[Collected data entries]

*** Begin section ***

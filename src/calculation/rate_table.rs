//! Day-type rate multiplier tables.
//!
//! This module provides the [`RateTable`] that maps a day type to its
//! base-pay multiplier and, combined with the shift classification, to its
//! overtime multiplier. Tables are immutable once constructed and validated
//! to cover every day type, so lookups cannot fall back to a neutral
//! multiplier.

use std::collections::HashMap;

use rust_decimal::Decimal;

use crate::config::RateTableConfig;
use crate::error::{EngineError, EngineResult};
use crate::models::DayType;

/// Immutable day-type multiplier tables.
///
/// Construction fails closed: a table missing any [`DayType`], or carrying a
/// zero or negative multiplier, is rejected up front. After construction
/// every lookup is total.
///
/// # Example
///
/// ```
/// use payroll_engine::calculation::RateTable;
/// use payroll_engine::models::DayType;
/// use rust_decimal::Decimal;
///
/// let rates = RateTable::statutory();
/// assert_eq!(rates.special_rate(DayType::RegularHoliday), Decimal::new(2, 0));
/// assert_eq!(rates.overtime_rate(DayType::Normal, true), Decimal::new(1375, 3));
/// ```
#[derive(Debug, Clone)]
pub struct RateTable {
    special: HashMap<DayType, Decimal>,
    overtime_day: HashMap<DayType, Decimal>,
    overtime_night: HashMap<DayType, Decimal>,
    night_differential: Decimal,
}

impl RateTable {
    /// Builds a rate table from its component maps, validating completeness.
    ///
    /// # Errors
    ///
    /// - [`EngineError::IncompleteRateTable`] when any table has no entry
    ///   for some day type
    /// - [`EngineError::InvalidMultiplier`] when any multiplier, or the
    ///   night differential, is zero or negative
    pub fn new(
        special: HashMap<DayType, Decimal>,
        overtime_day: HashMap<DayType, Decimal>,
        overtime_night: HashMap<DayType, Decimal>,
        night_differential: Decimal,
    ) -> EngineResult<Self> {
        let tables = [
            ("special", &special),
            ("overtime_day", &overtime_day),
            ("overtime_night", &overtime_night),
        ];
        for (name, table) in tables {
            for day_type in DayType::ALL {
                match table.get(&day_type) {
                    None => {
                        return Err(EngineError::IncompleteRateTable {
                            table: name.to_string(),
                            day_type,
                        });
                    }
                    Some(value) if *value <= Decimal::ZERO => {
                        return Err(EngineError::InvalidMultiplier {
                            table: name.to_string(),
                            day_type,
                            value: *value,
                        });
                    }
                    Some(_) => {}
                }
            }
        }
        if night_differential <= Decimal::ZERO {
            return Err(EngineError::InvalidMultiplier {
                table: "night_differential".to_string(),
                day_type: DayType::Normal,
                value: night_differential,
            });
        }

        Ok(RateTable {
            special,
            overtime_day,
            overtime_night,
            night_differential,
        })
    }

    /// Builds a rate table from a raw configuration file structure.
    pub fn from_config(config: RateTableConfig) -> EngineResult<Self> {
        Self::new(
            config.special,
            config.overtime.day,
            config.overtime.night,
            config.night_differential,
        )
    }

    /// The built-in statutory multiplier tables.
    pub fn statutory() -> Self {
        let special = HashMap::from([
            (DayType::Normal, Decimal::ONE),
            (DayType::RestDay, Decimal::new(13, 1)),
            (DayType::SpecialNonWorking, Decimal::new(13, 1)),
            (DayType::SpecialNonWorkingAndRest, Decimal::new(15, 1)),
            (DayType::RegularHoliday, Decimal::new(2, 0)),
            (DayType::RegularHolidayAndRest, Decimal::new(26, 1)),
        ]);
        let overtime_day = HashMap::from([
            (DayType::Normal, Decimal::new(125, 2)),
            (DayType::RestDay, Decimal::new(169, 2)),
            (DayType::SpecialNonWorking, Decimal::new(169, 2)),
            (DayType::SpecialNonWorkingAndRest, Decimal::new(195, 2)),
            (DayType::RegularHoliday, Decimal::new(26, 1)),
            (DayType::RegularHolidayAndRest, Decimal::new(338, 2)),
        ]);
        let overtime_night = HashMap::from([
            (DayType::Normal, Decimal::new(1375, 3)),
            (DayType::RestDay, Decimal::new(1859, 3)),
            (DayType::SpecialNonWorking, Decimal::new(1859, 3)),
            (DayType::SpecialNonWorkingAndRest, Decimal::new(2145, 3)),
            (DayType::RegularHoliday, Decimal::new(286, 2)),
            (DayType::RegularHolidayAndRest, Decimal::new(3718, 3)),
        ]);

        Self::new(special, overtime_day, overtime_night, Decimal::new(11, 1))
            .expect("statutory rate tables cover every day type")
    }

    /// Returns the day's base-pay multiplier.
    pub fn special_rate(&self, day_type: DayType) -> Decimal {
        // Tables are validated exhaustive at construction.
        self.special[&day_type]
    }

    /// Returns the overtime-hour multiplier for the day type and shift
    /// classification.
    pub fn overtime_rate(&self, day_type: DayType, is_night_shift: bool) -> Decimal {
        if is_night_shift {
            self.overtime_night[&day_type]
        } else {
            self.overtime_day[&day_type]
        }
    }

    /// Returns the premium multiplier applied to the hourly-equivalent rate
    /// for night hours within a regular (non-overtime) shift.
    pub fn night_differential(&self) -> Decimal {
        self.night_differential
    }
}

#[cfg(test)]
mod tests {
    use super::*;
    use std::str::FromStr;

    fn dec(s: &str) -> Decimal {
        Decimal::from_str(s).unwrap()
    }

    #[test]
    fn test_statutory_special_rates() {
        let rates = RateTable::statutory();
        assert_eq!(rates.special_rate(DayType::Normal), dec("1.0"));
        assert_eq!(rates.special_rate(DayType::RestDay), dec("1.3"));
        assert_eq!(rates.special_rate(DayType::SpecialNonWorking), dec("1.3"));
        assert_eq!(rates.special_rate(DayType::SpecialNonWorkingAndRest), dec("1.5"));
        assert_eq!(rates.special_rate(DayType::RegularHoliday), dec("2.0"));
        assert_eq!(rates.special_rate(DayType::RegularHolidayAndRest), dec("2.6"));
    }

    #[test]
    fn test_statutory_day_overtime_rates() {
        let rates = RateTable::statutory();
        assert_eq!(rates.overtime_rate(DayType::Normal, false), dec("1.25"));
        assert_eq!(rates.overtime_rate(DayType::RestDay, false), dec("1.69"));
        assert_eq!(rates.overtime_rate(DayType::SpecialNonWorking, false), dec("1.69"));
        assert_eq!(
            rates.overtime_rate(DayType::SpecialNonWorkingAndRest, false),
            dec("1.95")
        );
        assert_eq!(rates.overtime_rate(DayType::RegularHoliday, false), dec("2.6"));
        assert_eq!(
            rates.overtime_rate(DayType::RegularHolidayAndRest, false),
            dec("3.38")
        );
    }

    #[test]
    fn test_statutory_night_overtime_rates() {
        let rates = RateTable::statutory();
        assert_eq!(rates.overtime_rate(DayType::Normal, true), dec("1.375"));
        assert_eq!(rates.overtime_rate(DayType::RestDay, true), dec("1.859"));
        assert_eq!(rates.overtime_rate(DayType::SpecialNonWorking, true), dec("1.859"));
        assert_eq!(
            rates.overtime_rate(DayType::SpecialNonWorkingAndRest, true),
            dec("2.145")
        );
        assert_eq!(rates.overtime_rate(DayType::RegularHoliday, true), dec("2.86"));
        assert_eq!(
            rates.overtime_rate(DayType::RegularHolidayAndRest, true),
            dec("3.718")
        );
    }

    #[test]
    fn test_statutory_night_differential() {
        assert_eq!(RateTable::statutory().night_differential(), dec("1.1"));
    }

    #[test]
    fn test_lookups_are_pure() {
        let rates = RateTable::statutory();
        for day_type in DayType::ALL {
            for is_night in [false, true] {
                assert_eq!(
                    rates.overtime_rate(day_type, is_night),
                    rates.overtime_rate(day_type, is_night)
                );
            }
            assert_eq!(rates.special_rate(day_type), rates.special_rate(day_type));
        }
    }

    #[test]
    fn test_missing_entry_fails_closed() {
        let rates = RateTable::statutory();
        let mut special = rates.special.clone();
        special.remove(&DayType::RegularHolidayAndRest);

        let result = RateTable::new(
            special,
            rates.overtime_day.clone(),
            rates.overtime_night.clone(),
            rates.night_differential,
        );
        match result.unwrap_err() {
            EngineError::IncompleteRateTable { table, day_type } => {
                assert_eq!(table, "special");
                assert_eq!(day_type, DayType::RegularHolidayAndRest);
            }
            other => panic!("Expected IncompleteRateTable, got {:?}", other),
        }
    }

    #[test]
    fn test_non_positive_multiplier_rejected() {
        let rates = RateTable::statutory();
        let mut overtime_day = rates.overtime_day.clone();
        overtime_day.insert(DayType::RestDay, Decimal::ZERO);

        let result = RateTable::new(
            rates.special.clone(),
            overtime_day,
            rates.overtime_night.clone(),
            rates.night_differential,
        );
        match result.unwrap_err() {
            EngineError::InvalidMultiplier { table, day_type, value } => {
                assert_eq!(table, "overtime_day");
                assert_eq!(day_type, DayType::RestDay);
                assert_eq!(value, Decimal::ZERO);
            }
            other => panic!("Expected InvalidMultiplier, got {:?}", other),
        }
    }

    #[test]
    fn test_non_positive_night_differential_rejected() {
        let rates = RateTable::statutory();
        let result = RateTable::new(
            rates.special.clone(),
            rates.overtime_day.clone(),
            rates.overtime_night.clone(),
            dec("-0.1"),
        );
        assert!(matches!(
            result.unwrap_err(),
            EngineError::InvalidMultiplier { .. }
        ));
    }
}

*** End section ***

A copy of each line in the data above that holds the string "RegularHolidayAndRest" is needed.

WRITTEN RESPONSE –
            (DayType::RegularHolidayAndRest, Decimal::new(26, 1)),
            (DayType::RegularHolidayAndRest, Decimal::new(338, 2)),
            (DayType::RegularHolidayAndRest, Decimal::new(3718, 3)),
        assert_eq!(rates.special_rate(DayType::RegularHolidayAndRest), dec("2.6"));
            rates.overtime_rate(DayType::RegularHolidayAndRest, false),
            rates.overtime_rate(DayType::RegularHolidayAndRest, true),
        special.remove(&DayType::RegularHolidayAndRest);
                assert_eq!(day_type, DayType::RegularHolidayAndRest);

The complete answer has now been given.